Stable Frequencies of HLA-C(*)03:04/Peptide-Binding KIR2DL2/3(+) Natural Killer Cells Following Vaccination

Inhibitory KIRs play a central role in regulating NK cell activity. KIR2DL2/3 bind to HLA-C molecules, but the modulation of these interactions by viral infections and presentation of viral epitopes is not well-understood. We investigated whether the frequencies of KIR2DL2/3(+) NK cells recognizing HLA-C(*)03:04/viral peptide complexes were impacted by YFV vaccination or HIV-1 and HCV infection.

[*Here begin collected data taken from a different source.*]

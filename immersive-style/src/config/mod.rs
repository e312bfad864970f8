//! Configuration for the immersive-style tools.
//!
//! Settings come from an INI file (default `./immersive-style.ini`). Every
//! key is optional; a missing file yields the defaults.
//!
//! ```ini
//! [backend]
//! auth_url = https://api.auth.2gis.com/2.1
//! styles_url = https://styles-editor.api.2gis.com
//! client_id = online
//! timeout_secs = 60
//!
//! [targets]
//! online = 9c73b6cf-5d37-44a2-9a3e-68737b72d9a4
//!
//! [logging]
//! file = logs/immersive-style.log
//! ```

mod defaults;
mod file;
mod parser;
mod settings;

pub use defaults::{
    DEFAULT_CONFIG_FILE, DEFAULT_LOG_FILE, DEFAULT_TARGETS, DEFAULT_TIMEOUT_SECS,
};
pub use file::ConfigFileError;
pub use settings::{BackendSettings, ConfigFile, LoggingSettings};
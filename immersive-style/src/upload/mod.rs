//! The Style Uploader.
//!
//! Publishes a composed style to the styles-editor backend in one edit
//! session:
//!
//! 1. authenticate with a password grant
//! 2. open an edit session on the target project
//! 3. upload assets the backend has not seen and point the style at them
//! 4. submit the style as the project's draft
//! 5. publish the draft
//! 6. close the session
//!
//! The session is closed whether or not steps 3 to 5 succeed.
//!
//! HTTP goes through [`AsyncHttpClient`], so the protocol can be exercised
//! without a network.

mod backend;
mod credentials;
mod diff;
mod error;
mod http;
mod stage;
mod uploader;

pub use backend::{AuthToken, BackendConfig, SessionId, StylesBackend, DEFAULT_AUTH_URL, DEFAULT_CLIENT_ID, DEFAULT_STYLES_URL};
pub use credentials::{Credentials, CredentialsError, PASSWORD_VAR, USERNAME_VAR};
pub use diff::new_assets;
pub use error::{BackendError, UploadError};
pub use http::{AsyncHttpClient, AsyncReqwestClient};
pub use stage::UploadStage;
pub use uploader::{UploadReport, UploadedAsset, Uploader, PLACEHOLDER_ASSET};
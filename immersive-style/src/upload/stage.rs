//! Upload stages.
//!
//! A run moves through
//! `UNAUTHENTICATED → AUTHENTICATED → SESSION_OPEN → ASSETS_SYNCED →
//! DRAFT_UPDATED → PUBLISHED → SESSION_CLOSED`. Each stage is the step
//! leading to one of those states.

use std::fmt;

#[derive(Debug, Clone, Copy, PartialEq, Eq, Hash, PartialOrd, Ord)]
pub enum UploadStage {
    Authenticate,
    OpenSession,
    SyncAssets,
    UpdateDraft,
    Publish,
    CloseSession,
}

impl UploadStage {
    /// Stages in execution order.
    pub const ALL: [UploadStage; 6] = [
        UploadStage::Authenticate,
        UploadStage::OpenSession,
        UploadStage::SyncAssets,
        UploadStage::UpdateDraft,
        UploadStage::Publish,
        UploadStage::CloseSession,
    ];

    /// State reached once this stage succeeds.
    pub fn reached_state(self) -> &'static str {
        match self {
            UploadStage::Authenticate => "AUTHENTICATED",
            UploadStage::OpenSession => "SESSION_OPEN",
            UploadStage::SyncAssets => "ASSETS_SYNCED",
            UploadStage::UpdateDraft => "DRAFT_UPDATED",
            UploadStage::Publish => "PUBLISHED",
            UploadStage::CloseSession => "SESSION_CLOSED",
        }
    }

    /// True for stages that run inside an open edit session.
    pub fn needs_session(self) -> bool {
        matches!(
            self,
            UploadStage::SyncAssets | UploadStage::UpdateDraft | UploadStage::Publish
        )
    }
}

impl fmt::Display for UploadStage {
    fn fmt(&self, f: &mut fmt::Formatter<'_>) -> fmt::Result {
        let step = match self {
            UploadStage::Authenticate => "authenticating",
            UploadStage::OpenSession => "opening the edit session",
            UploadStage::SyncAssets => "uploading assets",
            UploadStage::UpdateDraft => "updating the draft",
            UploadStage::Publish => "publishing the draft",
            UploadStage::CloseSession => "closing the edit session",
        };
        f.write_str(step)
    }
}

#[cfg(test)]
mod tests {
    use super::*;

    #[test]
    fn test_stages_reach_states_in_order() {
        let states: Vec<&str> = UploadStage::ALL.iter().map(|s| s.reached_state()).collect();
        assert_eq!(
            states,
            vec![
                "AUTHENTICATED",
                "SESSION_OPEN",
                "ASSETS_SYNCED",
                "DRAFT_UPDATED",
                "PUBLISHED",
                "SESSION_CLOSED"
            ]
        );
    }

    #[test]
    fn test_session_scoped_stages() {
        assert!(!UploadStage::OpenSession.needs_session());
        assert!(UploadStage::SyncAssets.needs_session());
        assert!(UploadStage::Publish.needs_session());
        assert!(!UploadStage::CloseSession.needs_session());
    }
}
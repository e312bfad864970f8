//! The production immersive-roads catalog.
//!
//! Base styles must declare three anchor layers:
//!
//! 1. `overpassSlot` - interchanges, embankments and road supports
//! 2. `markingsSlot` - road markings
//! 3. `roadbedSlot` - roadbed polygons

use std::collections::BTreeMap;

use serde_json::{json, Value};

use super::expressions::{
    fadeout, immersive_filter, linear_change_color, meters_to_pixels, sublayer_is, zoom,
    zoom_interpolate,
};
use super::{LayerTemplate, SlotCatalog, StyleCatalog};
use crate::lanes::directions_matcher;

/// Base-style group holding the regular road layers.
pub const ROADS_GROUP_ID: &str = "515493";

// Zoom at which the roadbed appears.
const ROADBED_MIN_ZOOM: u8 = 16;
// Zoom until which the roadbed color keeps darkening.
const ROADBED_MAX_ZOOM: u8 = 18;
// Zoom at which the main markings appear.
const MARKING_MIN_ZOOM: u8 = 16;
// Zoom at which the secondary markings appear.
const MARKING_ADD_MIN_ZOOM: u8 = 17;
// Overpasses start one level early so regular roads can fade into them.
const OVERPASS_MIN_ZOOM: u8 = 15;

const MARKING_WHITE: &str = "#E0E0E0";
const MARKING_YELLOW: &str = "#EBE74D";
const MARKING_BLUE: &str = "#E0E0E0";
const MARKING_GRAY: &str = "#E0E0E0";
const MARKING_POINT: &str = "#FFFFFF";

const ROADBED_ASPHALT: &str = "#C7C7C7";
const ROADBED_ASPHALT_DARK: &str = "#B3B3B3";
const EMBANKMENT_GREEN: &str = "#9AC78B";

const LANE_ICONS: [(u32, &str); 11] = [
    (2, "immersive-straight"),
    (4, "immersive-right"),
    (6, "immersive-right-straight"),
    (8, "immersive-left"),
    (10, "immersive-left-straight"),
    (12, "immersive-left-right"),
    (14, "immersive-left-straight-right"),
    (64, "immersive-sharply-right"),
    (128, "immersive-sharply-left"),
    (1024, "immersive-turnover-left"),
    (1026, "immersive-turnover-left-straight"),
];

const TEXTURES: [(&str, &str); 9] = [
    ("bricks", "Visiwig-Bricks"),
    ("dots", "dust_texture"),
    ("squares", "protruding-squares"),
    ("waffle3x", "waffle3x"),
    ("waffle", "waffle"),
    ("immersive-sign-give-way", "immersive-sign-give-way"),
    ("immersive-sign-electroparking", "immersive-sign-electroparking"),
    ("immersive-sign-disabled-person", "immersive-sign-disabled-person"),
    ("immersive-sign-bus-line", "immersive-sign-bus-line"),
];

const MODELS: [(&str, &str); 1] = [("pillar", "pillar")];

impl StyleCatalog {
    /// Builds the catalog used for the production online style.
    pub fn immersive() -> Self {
        let lane_icons: BTreeMap<u32, String> = LANE_ICONS
            .iter()
            .map(|(code, icon)| (*code, icon.to_string()))
            .collect();

        let markings: Vec<(&str, LayerTemplate)> = polygon_markings()
            .into_iter()
            .chain(linear_markings())
            .chain(point_markings(directions_matcher(&lane_icons)))
            .collect();

        let slots = SlotCatalog::new()
            .with_slot("overpassSlot", overpass_layers())
            .with_slot("markingsSlot", markings)
            .with_slot("roadbedSlot", roadbed_layers());

        Self {
            lane_icons,
            textures: pairs(&TEXTURES),
            models: pairs(&MODELS),
            roads_group_id: Some(ROADS_GROUP_ID.to_string()),
            slots,
        }
    }
}

fn pairs(entries: &[(&str, &str)]) -> Vec<(String, String)> {
    entries
        .iter()
        .map(|(name, file)| (name.to_string(), file.to_string()))
        .collect()
}

fn z(level: u8) -> f64 {
    f64::from(level)
}

/// Marking width that thins from `wide` at z16 to `narrow` at z18, in meters.
fn tapered_width(wide: f64, narrow: f64) -> Value {
    meters_to_pixels(zoom_interpolate(&[(16.0, wide), (18.0, narrow)]))
}

fn line_marking(name: &'static str, style: Value, minzoom: u8) -> (&'static str, LayerTemplate) {
    (
        name,
        LayerTemplate::new("line", sublayer_is(name), style, minzoom),
    )
}
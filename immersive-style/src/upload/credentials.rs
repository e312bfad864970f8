//! Backend credentials.

use std::fmt;

use thiserror::Error;

/// Environment variable holding the backend username.
pub const USERNAME_VAR: &str = "STYLES_BACKEND_USERNAME";

/// Environment variable holding the backend password.
pub const PASSWORD_VAR: &str = "STYLES_BACKEND_PASSWORD";

#[derive(Debug, Error, PartialEq, Eq)]
pub enum CredentialsError {
    #[error("To access styles backend, {what} should be specified via {variable} environment variable")]
    Missing {
        what: &'static str,
        variable: &'static str,
    },
}

/// Username and password for the password grant.
#[derive(Clone, PartialEq, Eq)]
pub struct Credentials {
    pub username: String,
    pub password: String,
}

impl Credentials {
    pub fn new(username: impl Into<String>, password: impl Into<String>) -> Self {
        Self {
            username: username.into(),
            password: password.into(),
        }
    }

    /// Reads credentials from [`USERNAME_VAR`] and [`PASSWORD_VAR`].
    pub fn from_env() -> Result<Self, CredentialsError> {
        Self::from_lookup(|name| std::env::var(name).ok())
    }

    /// Reads credentials through `lookup`, which maps a variable name to its value.
    pub fn from_lookup<F>(lookup: F) -> Result<Self, CredentialsError>
    where
        F: Fn(&str) -> Option<String>,
    {
        let username = lookup(USERNAME_VAR).ok_or(CredentialsError::Missing {
            what: "username",
            variable: USERNAME_VAR,
        })?;
        let password = lookup(PASSWORD_VAR).ok_or(CredentialsError::Missing {
            what: "password",
            variable: PASSWORD_VAR,
        })?;

        Ok(Self { username, password })
    }
}

impl fmt::Debug for Credentials {
    fn fmt(&self, f: &mut fmt::Formatter<'_>) -> fmt::Result {
        f.debug_struct("Credentials")
            .field("username", &self.username)
            .field("password", &"<redacted>")
            .finish()
    }
}
//! Argument types for style commands.

use std::path::PathBuf;

use clap::{Args, Subcommand};

/// Top-level subcommands.
#[derive(Debug, Subcommand)]
pub enum Commands {
    /// Build out/<name> from styles/<name> with assets and slot layers injected
    Compose(ComposeArgs),

    /// Publish a composed style to its registered backend project
    Upload(UploadArgs),

    /// Print the direction bit-code of every lane icon in a directory
    LaneCodes(LaneCodesArgs),
}

#[derive(Debug, Clone, Args)]
pub struct ComposeArgs {
    /// Style name (directory under styles/)
    pub name: String,
}

#[derive(Debug, Clone, Args)]
pub struct UploadArgs {
    /// Style name (directory under out/, registered in [targets])
    pub name: String,
}

#[derive(Debug, Clone, Args)]
pub struct LaneCodesArgs {
    /// Directory of lane icon SVGs
    pub dir: PathBuf,
}
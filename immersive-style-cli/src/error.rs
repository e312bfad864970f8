//! CLI error handling with user-friendly messages.
//!
//! Centralizes error handling for the CLI, providing consistent formatting
//! and appropriate exit codes.

use std::fmt;
use std::path::PathBuf;
use std::process;

use immersive_style::compose::ComposeError;
use immersive_style::config::ConfigFileError;
use immersive_style::upload::{BackendError, UploadError, PASSWORD_VAR, USERNAME_VAR};

/// CLI-specific errors with user-friendly messages.
#[derive(Debug)]
pub enum CliError {
    /// Failed to initialize logging
    LoggingInit(String),
    /// Configuration error (config file, unknown style, credentials)
    Config(String),
    /// Composing a style failed
    Compose(ComposeError),
    /// Uploading a style failed
    Upload(UploadError),
    /// Failed to list lane icon codes
    LaneCodes { path: PathBuf, error: std::io::Error },
    /// Failed to create the HTTP client
    HttpClient(BackendError),
    /// Failed to start the async runtime
    Runtime(String),
}

impl CliError {
    /// Exit the process with an appropriate error message and code.
    pub fn exit(&self) -> ! {
        eprintln!("Error: {}", self);

        match self {
            CliError::Compose(e) if e.is_validation() => {
                eprintln!();
                eprintln!("Each slot needs an anchor layer with the same id in the base style,");
                eprintln!("either at the top level or directly inside a group layer.");
            }
            CliError::Upload(UploadError::Credentials(_)) => {
                eprintln!();
                eprintln!("Set both credential variables before uploading:");
                eprintln!("  export {}=<username>", USERNAME_VAR);
                eprintln!("  export {}=<password>", PASSWORD_VAR);
            }
            CliError::Upload(UploadError::Style(_)) => {
                eprintln!();
                eprintln!("Run `immersive-style compose <name>` before uploading.");
            }
            _ => {}
        }

        process::exit(1)
    }
}

impl fmt::Display for CliError {
    fn fmt(&self, f: &mut fmt::Formatter<'_>) -> fmt::Result {
        match self {
            CliError::LoggingInit(msg) => write!(f, "Failed to initialize logging: {}", msg),
            CliError::Config(msg) => write!(f, "Configuration error: {}", msg),
            CliError::Compose(e) => write!(f, "Failed to compose style: {}", e),
            CliError::Upload(e) => write!(f, "Failed to upload style: {}", e),
            CliError::LaneCodes { path, error } => {
                write!(f, "Failed to read lane icons in '{}': {}", path.display(), error)
            }
            CliError::HttpClient(e) => write!(f, "{}", e),
            CliError::Runtime(msg) => write!(f, "Failed to start async runtime: {}", msg),
        }
    }
}

impl std::error::Error for CliError {
    fn source(&self) -> Option<&(dyn std::error::Error + 'static)> {
        match self {
            CliError::Compose(e) => Some(e),
            CliError::Upload(e) => Some(e),
            CliError::HttpClient(e) => Some(e),
            CliError::LaneCodes { error, .. } => Some(error),
            _ => None,
        }
    }
}

impl From<ConfigFileError> for CliError {
    fn from(e: ConfigFileError) -> Self {
        CliError::Config(e.to_string())
    }
}

impl From<ComposeError> for CliError {
    fn from(e: ComposeError) -> Self {
        CliError::Compose(e)
    }
}

impl From<UploadError> for CliError {
    fn from(e: UploadError) -> Self {
        CliError::Upload(e)
    }
}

Ex vivo HLA class I tetramer staining of primary human NK cells derived from YFV-vaccinated individuals, or HIV-1- or HCV-infected individuals revealed that the YFV/HLA-C(*)03:04-NS2A(4−13)-tetramer bound to a larger proportion of KIR2DL2/3(+) NK cells compared to HIV-1/HLA-C(*)03:04-Gag(296−304)- or HCV/HLA-C(*)03:04-Core(136−144)-tetramers. The YFV/HLA-C(*)03:04-NS2A(4−13)-tetramer also exhibited a stronger avidity to KIR2DL2/3 compared to the other tested tetramers. The proportional frequencies of KIR2DL2/3(+) NK cells binding to the three tested HLA-C(*)03:04 tetramers were identical between YFV-vaccinated individuals or HIV-1- or HCV-infected individuals, and remained stable following YFV vaccination. These data demonstrate consistent hierarchies in the frequency of primary KIR2DL2/3(+) NK cells binding HLA-C(*)03:04/peptide complexes that were determined by the HLA-C-presented peptide and not modulated by the underlying viral infection or vaccination.